-- Opening Marker --
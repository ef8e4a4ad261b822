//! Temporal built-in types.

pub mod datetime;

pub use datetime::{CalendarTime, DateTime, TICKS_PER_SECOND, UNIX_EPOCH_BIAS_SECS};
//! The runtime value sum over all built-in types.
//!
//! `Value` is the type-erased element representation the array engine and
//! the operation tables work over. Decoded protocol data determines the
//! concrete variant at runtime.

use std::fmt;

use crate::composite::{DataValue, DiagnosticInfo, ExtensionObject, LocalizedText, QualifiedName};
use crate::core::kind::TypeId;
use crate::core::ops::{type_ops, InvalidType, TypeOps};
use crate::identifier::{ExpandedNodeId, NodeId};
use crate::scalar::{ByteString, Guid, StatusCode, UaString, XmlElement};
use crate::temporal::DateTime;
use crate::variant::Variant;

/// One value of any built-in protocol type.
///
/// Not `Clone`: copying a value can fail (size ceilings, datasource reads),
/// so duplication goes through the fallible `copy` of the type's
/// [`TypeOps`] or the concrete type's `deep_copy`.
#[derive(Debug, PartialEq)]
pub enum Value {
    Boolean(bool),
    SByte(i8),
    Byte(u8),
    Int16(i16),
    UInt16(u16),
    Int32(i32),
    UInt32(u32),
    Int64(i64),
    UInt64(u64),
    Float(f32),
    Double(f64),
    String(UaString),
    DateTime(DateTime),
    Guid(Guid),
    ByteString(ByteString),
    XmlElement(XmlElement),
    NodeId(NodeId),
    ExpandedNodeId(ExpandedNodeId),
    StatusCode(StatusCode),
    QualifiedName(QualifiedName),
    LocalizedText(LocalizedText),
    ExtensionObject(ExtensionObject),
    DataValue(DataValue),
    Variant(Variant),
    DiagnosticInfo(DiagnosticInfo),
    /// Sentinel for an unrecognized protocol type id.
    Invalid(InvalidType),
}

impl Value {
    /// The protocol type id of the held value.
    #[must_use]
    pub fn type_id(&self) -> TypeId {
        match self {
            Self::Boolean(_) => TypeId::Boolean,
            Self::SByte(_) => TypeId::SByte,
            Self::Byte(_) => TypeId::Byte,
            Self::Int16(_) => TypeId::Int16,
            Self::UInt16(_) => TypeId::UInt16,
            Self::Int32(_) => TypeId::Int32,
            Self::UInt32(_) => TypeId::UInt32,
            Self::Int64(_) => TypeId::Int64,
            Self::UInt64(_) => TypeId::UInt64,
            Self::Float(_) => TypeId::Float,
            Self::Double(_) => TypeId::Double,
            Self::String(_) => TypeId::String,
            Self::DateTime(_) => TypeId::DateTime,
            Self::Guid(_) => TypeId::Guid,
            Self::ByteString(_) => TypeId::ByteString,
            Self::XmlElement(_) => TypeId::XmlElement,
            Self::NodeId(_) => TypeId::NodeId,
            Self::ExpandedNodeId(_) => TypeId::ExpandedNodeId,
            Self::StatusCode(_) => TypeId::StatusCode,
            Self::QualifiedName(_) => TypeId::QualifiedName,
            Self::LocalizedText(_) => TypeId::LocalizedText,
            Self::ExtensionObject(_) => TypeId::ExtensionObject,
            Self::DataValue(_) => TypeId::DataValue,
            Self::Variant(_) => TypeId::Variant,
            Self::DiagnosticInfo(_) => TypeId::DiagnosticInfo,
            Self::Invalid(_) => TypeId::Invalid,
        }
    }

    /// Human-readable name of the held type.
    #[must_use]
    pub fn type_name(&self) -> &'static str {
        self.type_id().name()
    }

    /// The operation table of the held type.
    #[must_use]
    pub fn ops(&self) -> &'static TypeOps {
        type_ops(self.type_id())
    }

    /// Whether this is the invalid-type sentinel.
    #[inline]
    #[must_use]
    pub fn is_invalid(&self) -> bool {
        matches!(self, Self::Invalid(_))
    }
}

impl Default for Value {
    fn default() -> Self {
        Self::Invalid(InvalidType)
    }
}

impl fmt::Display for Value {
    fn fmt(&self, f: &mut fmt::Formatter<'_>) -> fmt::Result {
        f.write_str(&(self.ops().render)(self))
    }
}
-- Closing Marker --
● **EXERCISE GOAL**: Only the number is wanted: count the lines of the records that hold the word "impl".

● **REPLY**: 3